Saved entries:
use std::sync::Arc;

use futures::future::join_all;
use indexmap::IndexSet;
use tokio::{sync::oneshot, task::JoinHandle};
use tracing::{debug, info, warn};

use crate::{
    partitioners::rendezvous_select,
    store::{ChangeEvent, Namespace, Store, StoreError, Subscription},
};

use super::{CommandDispatcher, JobRegistry, JobRunner, JobState};

enum PartitionRequest {
    Command(ChangeEvent),
    Inspect(String, oneshot::Sender<Option<JobState>>),
}

/// Serves the command namespace of a store.
///
/// Runs a number of dispatcher partitions as tasks, each owning a
/// [JobRegistry]. Commands are routed to partitions by their job name, so all
/// commands for a job are handled in order by one partition.
pub struct ControlNode {
    partitions: Vec<flume::Sender<PartitionRequest>>,
    partition_ids: IndexSet<usize>,
    registry: JobRegistry,
    router: JoinHandle<()>,
    workers: Vec<JoinHandle<()>>,
}

impl ControlNode {
    /// Subscribe to the command namespace and start serving commands.
    ///
    /// `registry` names the known jobs, every partition starts with a copy of it.
    pub async fn start<S, R>(
        store: &S,
        runner: Arc<R>,
        registry: JobRegistry,
        partitions: usize,
    ) -> Result<Self, StoreError>
    where
        S: Store + ?Sized,
        R: JobRunner + ?Sized,
    {
        let partitions = partitions.max(1);
        let subscription = store.subscribe(Namespace::Command).await?;

        let mut senders = Vec::with_capacity(partitions);
        let mut workers = Vec::with_capacity(partitions);
        for partition in 0..partitions {
            let (tx, rx) = flume::unbounded();
            let dispatcher = CommandDispatcher::new(registry.clone(), runner.clone());
            workers.push(tokio::spawn(partition_loop(partition, dispatcher, rx)));
            senders.push(tx);
        }
        let partition_ids: IndexSet<usize> = (0..partitions).collect();

        let router = tokio::spawn(route_commands(
            subscription,
            registry.clone(),
            partition_ids.clone(),
            senders.clone(),
        ));
        info!(partitions, "Control node started");

        Ok(Self {
            partitions: senders,
            partition_ids,
            registry,
            router,
            workers,
        })
    }

    /// Partition owning a job name
    pub fn partition_of(&self, target: &str) -> usize {
        owner(&self.registry, &self.partition_ids, target)
    }

    /// State of a job as seen by its owning partition.
    ///
    /// Only reflects commands the partition has already handled.
    pub async fn job_state(&self, target: &str) -> Option<JobState> {
        let partition = self.partition_of(target);
        let (tx, rx) = oneshot::channel();
        self.partitions
            .get(partition)?
            .send_async(PartitionRequest::Inspect(target.to_owned(), tx))
            .await
            .ok()?;
        rx.await.ok().flatten()
    }

    /// Stop serving commands. Commands already routed are still handled.
    pub async fn shutdown(self) {
        self.router.abort();
        let _ = self.router.await;
        drop(self.partitions);
        for result in join_all(self.workers).await {
            if let Err(e) = result {
                warn!("Dispatcher partition failed: {e}");
            }
        }
        info!("Control node stopped");
    }
}

/// Job names of the same job route equally regardless of case or alias
fn owner(registry: &JobRegistry, partitions: &IndexSet<usize>, target: &str) -> usize {
    let name = registry
        .resolve(target)
        .map(str::to_owned)
        .unwrap_or_else(|| target.trim().to_lowercase());
    rendezvous_select(name.as_str(), partitions).unwrap_or_default()
}

async fn route_commands(
    subscription: Subscription,
    registry: JobRegistry,
    partition_ids: IndexSet<usize>,
    partitions: Vec<flume::Sender<PartitionRequest>>,
) {
    while let Some(event) = subscription.next().await {
        let partition = owner(&registry, &partition_ids, &event.key);
        let Some(tx) = partitions.get(partition) else {
            continue;
        };
        debug!(key = %event.key, partition, "Routing command");
        if tx
            .send_async(PartitionRequest::Command(event))
            .await
            .is_err()
        {
            warn!(partition, "Dispatcher partition is gone, stopping router");
            return;
        }
    }
    debug!("Command subscription ended");
}

async fn partition_loop<R>(
    partition: usize,
    mut dispatcher: CommandDispatcher<R>,
    requests: flume::Receiver<PartitionRequest>,
) where
    R: JobRunner + ?Sized,
{
    while let Ok(request) = requests.recv_async().await {
        match request {
            PartitionRequest::Command(event) => {
                dispatcher.handle_event(&event).await;
            }
            PartitionRequest::Inspect(target, reply) => {
                let _ = reply.send(dispatcher.registry().state(&target));
            }
        }
    }
    debug!(partition, "Dispatcher partition exiting");
}
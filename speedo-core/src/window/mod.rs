//! Event time windowing of position samples.
//!
//! Samples are assigned to overlapping [SlidingWindows] per key. Each shard
//! runs a [WindowingEngine] which folds samples into partial
//! [SpeedAggregator](crate::aggregation::SpeedAggregator)s and releases them
//! as [WindowState]s once its watermark passes the window end. The
//! [ShardedEngine] runs several engines in parallel and reduces their partials
//! in a single merge step before finishing them into observations.
mod assigner;
mod engine;
mod merge;
mod sharded;
mod watermark;

pub use assigner::{SlidingWindows, WindowBounds, WindowConfigError};
pub use engine::{WindowState, WindowingEngine};
pub use merge::ShardMerge;
pub use sharded::{EngineError, EngineSettings, ShardRouting, ShardedEngine};
pub use watermark::{WatermarkPolicy, WatermarkTracker};
use async_trait::async_trait;

use crate::{control::LaunchError, types::RawTrackPoint};

/// Ingestion transport delivering raw track points
#[async_trait]
pub trait SampleSource: Send {
    /// Next point, `None` once the source is exhausted
    async fn next(&mut self) -> Option<RawTrackPoint>;
}

/// Builds the source of an `ingest` job from the job's START arguments
#[async_trait]
pub trait SourceFactory: Send + Sync + 'static {
    async fn build(&self, args: Option<&str>) -> Result<Box<dyn SampleSource>, LaunchError>;
}

/// A source yielding the items of an iterator
pub struct IterSource<I> {
    inner: I,
}

impl<I> IterSource<I>
where
    I: Iterator<Item = RawTrackPoint>,
{
    pub fn new(points: impl IntoIterator<IntoIter = I>) -> Self {
        Self {
            inner: points.into_iter(),
        }
    }
}

#[async_trait]
impl<I> SampleSource for IterSource<I>
where
    I: Iterator<Item = RawTrackPoint> + Send,
{
    async fn next(&mut self) -> Option<RawTrackPoint> {
        self.inner.next()
    }
}

/// Factory replaying the same points for every launch, ignoring arguments
#[derive(Debug, Clone, Default)]
pub struct ReplaySource {
    points: Vec<RawTrackPoint>,
}

impl ReplaySource {
    pub fn new(points: Vec<RawTrackPoint>) -> Self {
        Self { points }
    }
}

#[async_trait]
impl SourceFactory for ReplaySource {
    async fn build(&self, _args: Option<&str>) -> Result<Box<dyn SampleSource>, LaunchError> {
        Ok(Box::new(IterSource::new(self.points.clone())))
    }
}
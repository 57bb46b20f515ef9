//! The two continuous jobs and the [JobRunner](crate::control::JobRunner)
//! launching them.
//!
//! `ingest` moves raw track points from a [SampleSource] into the position
//! namespace. `speedo` windows the position changes into speeds and writes the
//! moving ones to the speed namespace.
use thiserror::Error;

use crate::{store::StoreError, window::EngineError};

mod ingest;
mod runner;
mod source;
mod speedo;

pub use ingest::{run_ingest, IngestStats};
pub use runner::{PipelineRunner, INGEST_ALIAS, INGEST_JOB, SPEEDO_JOB};
pub use source::{IterSource, ReplaySource, SampleSource, SourceFactory};
pub use speedo::{run_speedo, SpeedoStats};

#[derive(Debug, Error)]
pub enum PipelineError {
    #[error(transparent)]
    Engine(#[from] EngineError),
    #[error(transparent)]
    Store(#[from] StoreError),
    #[error("Pipeline task failed: {0}")]
    Join(#[from] tokio::task::JoinError),
}
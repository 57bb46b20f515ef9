use crate::types::PositionSample;

/// Mean radius of the earth in metres
pub const EARTH_RADIUS_METRES: f64 = 6_371_000.0;

/// Great-circle surface distance in metres between two samples using the
/// [haversine formula](https://en.wikipedia.org/wiki/Haversine_formula).
///
/// This is an approximation: the earth is treated as a perfect sphere and
/// elevation is ignored.
pub fn haversine_distance(from: &PositionSample, to: &PositionSample) -> f64 {
    let lat1 = from.latitude_deg().to_radians();
    let lat2 = to.latitude_deg().to_radians();
    let lat_diff = lat2 - lat1;
    let lon_diff = (to.longitude_deg() - from.longitude_deg()).to_radians();

    let a = (lat_diff / 2.0).sin().powi(2)
        + lat1.cos() * lat2.cos() * (lon_diff / 2.0).sin().powi(2);
    // rounding may push `a` marginally above 1 for antipodal points
    2.0 * EARTH_RADIUS_METRES * a.sqrt().min(1.0).asin()
}
use std::path::PathBuf;

/// Control node running the speedo `ingest` and `speedo` jobs.
///
/// Commands are read from stdin, one per line: `<job> <START|STOP> [args]`.
#[derive(clap::Parser, Debug)]
#[command(version, about, long_about = None)]
pub struct SpeedoNode {
    /// JSON lines file of track points, used by `ingest` if START carries no path
    #[arg(short, long)]
    pub source: Option<PathBuf>,

    /// Jobs to START at boot, may be given multiple times
    #[arg(long = "start")]
    pub start: Vec<String>,
}
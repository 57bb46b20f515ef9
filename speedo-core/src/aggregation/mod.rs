//! Reduction of a window's position samples into a speed
mod haversine;
mod speed;

pub use haversine::{haversine_distance, EARTH_RADIUS_METRES};
pub use speed::{SpeedAggregator, SpeedError};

Task instructions - Where does the word "WindowingEngine" occur in the data? Copy every line that has it.

Task solution -
//! runs a [WindowingEngine] which folds samples into partial
pub use engine::{WindowState, WindowingEngine};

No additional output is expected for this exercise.